(Stored items)
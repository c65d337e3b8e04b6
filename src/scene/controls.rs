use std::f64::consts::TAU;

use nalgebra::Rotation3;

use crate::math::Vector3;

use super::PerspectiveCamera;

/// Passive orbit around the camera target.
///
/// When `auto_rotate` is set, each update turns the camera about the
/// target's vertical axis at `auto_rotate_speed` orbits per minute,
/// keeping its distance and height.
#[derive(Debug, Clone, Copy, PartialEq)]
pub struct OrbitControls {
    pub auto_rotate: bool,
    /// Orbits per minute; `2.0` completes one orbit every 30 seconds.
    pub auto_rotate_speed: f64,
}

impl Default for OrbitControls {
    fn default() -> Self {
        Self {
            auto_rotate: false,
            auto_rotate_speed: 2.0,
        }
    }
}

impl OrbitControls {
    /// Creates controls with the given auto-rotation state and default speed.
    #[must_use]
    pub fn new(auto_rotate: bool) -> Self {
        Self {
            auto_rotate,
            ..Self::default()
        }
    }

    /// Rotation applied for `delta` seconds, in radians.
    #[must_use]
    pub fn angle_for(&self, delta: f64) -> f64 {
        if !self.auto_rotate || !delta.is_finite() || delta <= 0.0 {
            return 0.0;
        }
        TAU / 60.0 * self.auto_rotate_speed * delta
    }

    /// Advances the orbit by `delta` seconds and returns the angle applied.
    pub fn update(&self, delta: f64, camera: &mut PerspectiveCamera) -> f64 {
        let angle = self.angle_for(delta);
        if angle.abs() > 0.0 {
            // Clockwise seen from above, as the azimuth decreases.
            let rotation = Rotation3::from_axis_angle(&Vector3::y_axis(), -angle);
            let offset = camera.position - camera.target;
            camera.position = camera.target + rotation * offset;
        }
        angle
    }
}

ASSIGNMENT: All of the lines above must be returned exactly.

WORKED SOLUTION:
repository c65d337e3b8e04b6
filename src/scene/controls.rs
use std::f64::consts::TAU;

use nalgebra::Rotation3;

use crate::math::Vector3;

use super::PerspectiveCamera;

/// Passive orbit around the camera target.
///
/// When `auto_rotate` is set, each update turns the camera about the
/// target's vertical axis at `auto_rotate_speed` orbits per minute,
/// keeping its distance and height.
#[derive(Debug, Clone, Copy, PartialEq)]
pub struct OrbitControls {
    pub auto_rotate: bool,
    /// Orbits per minute; `2.0` completes one orbit every 30 seconds.
    pub auto_rotate_speed: f64,
}

impl Default for OrbitControls {
    fn default() -> Self {
        Self {
            auto_rotate: false,
            auto_rotate_speed: 2.0,
        }
    }
}

impl OrbitControls {
    /// Creates controls with the given auto-rotation state and default speed.
    #[must_use]
    pub fn new(auto_rotate: bool) -> Self {
        Self {
            auto_rotate,
            ..Self::default()
        }
    }

    /// Rotation applied for `delta` seconds, in radians.
    #[must_use]
    pub fn angle_for(&self, delta: f64) -> f64 {
        if !self.auto_rotate || !delta.is_finite() || delta <= 0.0 {
            return 0.0;
        }
        TAU / 60.0 * self.auto_rotate_speed * delta
    }

    /// Advances the orbit by `delta` seconds and returns the angle applied.
    pub fn update(&self, delta: f64, camera: &mut PerspectiveCamera) -> f64 {
        let angle = self.angle_for(delta);
        if angle.abs() > 0.0 {
            // Clockwise seen from above, as the azimuth decreases.
            let rotation = Rotation3::from_axis_angle(&Vector3::y_axis(), -angle);
            let offset = camera.position - camera.target;
            camera.position = camera.target + rotation * offset;
        }
        angle
    }
}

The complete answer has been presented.